__Listed records__.

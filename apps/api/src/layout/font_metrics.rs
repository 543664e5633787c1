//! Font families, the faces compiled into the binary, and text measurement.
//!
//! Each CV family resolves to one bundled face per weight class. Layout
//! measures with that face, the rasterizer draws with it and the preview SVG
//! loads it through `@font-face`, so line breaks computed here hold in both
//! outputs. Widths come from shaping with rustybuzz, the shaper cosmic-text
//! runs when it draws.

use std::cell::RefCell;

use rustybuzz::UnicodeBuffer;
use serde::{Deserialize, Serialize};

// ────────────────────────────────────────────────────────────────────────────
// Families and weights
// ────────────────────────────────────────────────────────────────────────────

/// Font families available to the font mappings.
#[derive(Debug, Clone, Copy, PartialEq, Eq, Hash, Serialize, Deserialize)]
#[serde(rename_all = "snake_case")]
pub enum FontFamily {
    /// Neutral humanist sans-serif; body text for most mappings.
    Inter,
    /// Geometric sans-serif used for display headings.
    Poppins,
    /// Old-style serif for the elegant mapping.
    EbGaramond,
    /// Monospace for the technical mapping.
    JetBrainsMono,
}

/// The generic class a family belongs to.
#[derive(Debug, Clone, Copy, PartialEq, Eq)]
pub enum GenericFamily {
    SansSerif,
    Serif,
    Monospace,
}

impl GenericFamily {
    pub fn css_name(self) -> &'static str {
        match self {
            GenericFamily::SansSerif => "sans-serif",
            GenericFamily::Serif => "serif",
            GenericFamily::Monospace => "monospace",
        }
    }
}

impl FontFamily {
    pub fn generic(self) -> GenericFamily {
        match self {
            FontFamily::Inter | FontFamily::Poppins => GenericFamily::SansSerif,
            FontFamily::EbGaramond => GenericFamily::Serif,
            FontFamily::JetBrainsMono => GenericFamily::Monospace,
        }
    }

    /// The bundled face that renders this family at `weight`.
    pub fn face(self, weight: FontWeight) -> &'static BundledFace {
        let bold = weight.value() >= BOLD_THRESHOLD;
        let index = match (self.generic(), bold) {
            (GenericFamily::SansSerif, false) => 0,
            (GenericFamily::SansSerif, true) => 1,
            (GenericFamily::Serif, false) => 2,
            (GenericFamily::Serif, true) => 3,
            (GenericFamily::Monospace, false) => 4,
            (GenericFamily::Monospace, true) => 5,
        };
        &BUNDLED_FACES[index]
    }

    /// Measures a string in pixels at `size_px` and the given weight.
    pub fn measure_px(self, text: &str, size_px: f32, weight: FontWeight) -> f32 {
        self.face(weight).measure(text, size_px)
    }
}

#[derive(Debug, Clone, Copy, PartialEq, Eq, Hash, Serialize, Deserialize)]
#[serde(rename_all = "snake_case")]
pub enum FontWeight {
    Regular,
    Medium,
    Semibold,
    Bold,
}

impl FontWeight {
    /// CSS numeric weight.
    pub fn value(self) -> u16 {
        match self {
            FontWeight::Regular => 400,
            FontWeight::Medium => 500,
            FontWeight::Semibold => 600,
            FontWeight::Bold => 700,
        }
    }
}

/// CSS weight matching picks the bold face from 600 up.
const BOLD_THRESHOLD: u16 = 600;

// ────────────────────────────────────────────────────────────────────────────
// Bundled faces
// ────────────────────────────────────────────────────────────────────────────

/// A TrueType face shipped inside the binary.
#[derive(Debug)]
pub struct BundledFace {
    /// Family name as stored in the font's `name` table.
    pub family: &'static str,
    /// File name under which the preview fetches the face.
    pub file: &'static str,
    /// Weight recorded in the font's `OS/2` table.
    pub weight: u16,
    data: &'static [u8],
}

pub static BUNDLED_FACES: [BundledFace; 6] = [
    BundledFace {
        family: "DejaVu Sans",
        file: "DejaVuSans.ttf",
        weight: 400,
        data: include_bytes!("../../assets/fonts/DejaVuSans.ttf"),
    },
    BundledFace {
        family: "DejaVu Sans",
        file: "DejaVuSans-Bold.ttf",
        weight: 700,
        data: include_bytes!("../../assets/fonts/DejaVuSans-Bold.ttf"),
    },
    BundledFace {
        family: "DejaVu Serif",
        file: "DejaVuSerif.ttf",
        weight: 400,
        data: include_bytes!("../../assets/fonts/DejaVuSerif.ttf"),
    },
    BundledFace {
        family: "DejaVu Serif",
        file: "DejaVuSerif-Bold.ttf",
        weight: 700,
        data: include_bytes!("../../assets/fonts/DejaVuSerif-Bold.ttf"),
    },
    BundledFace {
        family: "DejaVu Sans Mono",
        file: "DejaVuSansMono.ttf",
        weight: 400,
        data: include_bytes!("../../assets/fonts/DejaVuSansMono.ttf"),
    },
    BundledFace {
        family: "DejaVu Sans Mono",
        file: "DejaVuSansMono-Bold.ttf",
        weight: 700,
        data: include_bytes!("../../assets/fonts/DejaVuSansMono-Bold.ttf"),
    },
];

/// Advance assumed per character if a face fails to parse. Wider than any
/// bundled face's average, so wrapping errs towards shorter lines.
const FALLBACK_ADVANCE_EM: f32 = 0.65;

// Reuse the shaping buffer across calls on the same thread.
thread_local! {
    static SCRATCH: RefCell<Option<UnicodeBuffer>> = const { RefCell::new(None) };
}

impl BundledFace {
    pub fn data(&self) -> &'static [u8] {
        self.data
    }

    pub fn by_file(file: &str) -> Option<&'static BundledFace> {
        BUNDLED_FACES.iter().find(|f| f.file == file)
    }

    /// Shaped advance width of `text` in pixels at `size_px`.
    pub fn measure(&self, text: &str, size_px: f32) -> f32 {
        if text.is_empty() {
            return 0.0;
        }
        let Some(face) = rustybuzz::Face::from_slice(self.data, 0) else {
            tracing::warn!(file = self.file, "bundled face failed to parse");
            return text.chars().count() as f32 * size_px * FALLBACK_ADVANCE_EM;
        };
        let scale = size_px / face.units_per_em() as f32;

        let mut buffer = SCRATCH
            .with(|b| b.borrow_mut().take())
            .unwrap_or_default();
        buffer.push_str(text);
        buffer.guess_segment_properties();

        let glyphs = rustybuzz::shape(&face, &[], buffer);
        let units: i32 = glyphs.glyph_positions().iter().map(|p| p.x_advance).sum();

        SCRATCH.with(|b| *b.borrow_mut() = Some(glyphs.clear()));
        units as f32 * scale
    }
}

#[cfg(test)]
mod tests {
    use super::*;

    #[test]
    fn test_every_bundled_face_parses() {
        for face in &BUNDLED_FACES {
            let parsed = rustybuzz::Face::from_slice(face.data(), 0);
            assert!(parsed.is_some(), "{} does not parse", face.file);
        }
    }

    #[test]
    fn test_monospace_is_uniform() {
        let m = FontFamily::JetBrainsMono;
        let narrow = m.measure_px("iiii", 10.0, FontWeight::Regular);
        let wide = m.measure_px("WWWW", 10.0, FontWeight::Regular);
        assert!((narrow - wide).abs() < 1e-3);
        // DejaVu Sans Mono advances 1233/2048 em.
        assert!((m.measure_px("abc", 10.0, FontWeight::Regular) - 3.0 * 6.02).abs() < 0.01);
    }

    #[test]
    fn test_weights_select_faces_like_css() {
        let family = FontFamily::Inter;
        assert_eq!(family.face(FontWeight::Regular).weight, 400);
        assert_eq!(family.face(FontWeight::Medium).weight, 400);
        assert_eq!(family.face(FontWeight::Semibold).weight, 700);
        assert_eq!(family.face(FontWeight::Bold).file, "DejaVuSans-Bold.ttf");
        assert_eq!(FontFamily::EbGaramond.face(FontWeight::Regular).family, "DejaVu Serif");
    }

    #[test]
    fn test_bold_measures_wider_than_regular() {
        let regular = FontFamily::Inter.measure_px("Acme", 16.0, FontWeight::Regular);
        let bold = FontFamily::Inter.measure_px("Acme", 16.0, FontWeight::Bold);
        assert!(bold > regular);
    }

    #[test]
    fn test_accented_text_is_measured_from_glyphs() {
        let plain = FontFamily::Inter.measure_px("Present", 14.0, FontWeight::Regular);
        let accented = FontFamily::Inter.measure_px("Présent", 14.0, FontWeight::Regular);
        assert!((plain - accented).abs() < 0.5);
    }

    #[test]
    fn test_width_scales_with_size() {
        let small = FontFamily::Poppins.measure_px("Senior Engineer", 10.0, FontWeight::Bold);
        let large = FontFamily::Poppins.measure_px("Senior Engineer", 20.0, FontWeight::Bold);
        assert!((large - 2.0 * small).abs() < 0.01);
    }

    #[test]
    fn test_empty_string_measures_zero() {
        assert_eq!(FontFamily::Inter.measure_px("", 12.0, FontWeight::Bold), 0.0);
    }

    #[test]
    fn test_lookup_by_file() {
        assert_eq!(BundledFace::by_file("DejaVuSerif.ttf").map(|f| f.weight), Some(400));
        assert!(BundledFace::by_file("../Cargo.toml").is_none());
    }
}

__What you have to do__.
Pull out all lines in the data above that include "assets".

__Solution below__.
        data: include_bytes!("../../assets/fonts/DejaVuSans.ttf"),
        data: include_bytes!("../../assets/fonts/DejaVuSans-Bold.ttf"),
        data: include_bytes!("../../assets/fonts/DejaVuSerif.ttf"),
        data: include_bytes!("../../assets/fonts/DejaVuSerif-Bold.ttf"),
        data: include_bytes!("../../assets/fonts/DejaVuSansMono.ttf"),
        data: include_bytes!("../../assets/fonts/DejaVuSansMono-Bold.ttf"),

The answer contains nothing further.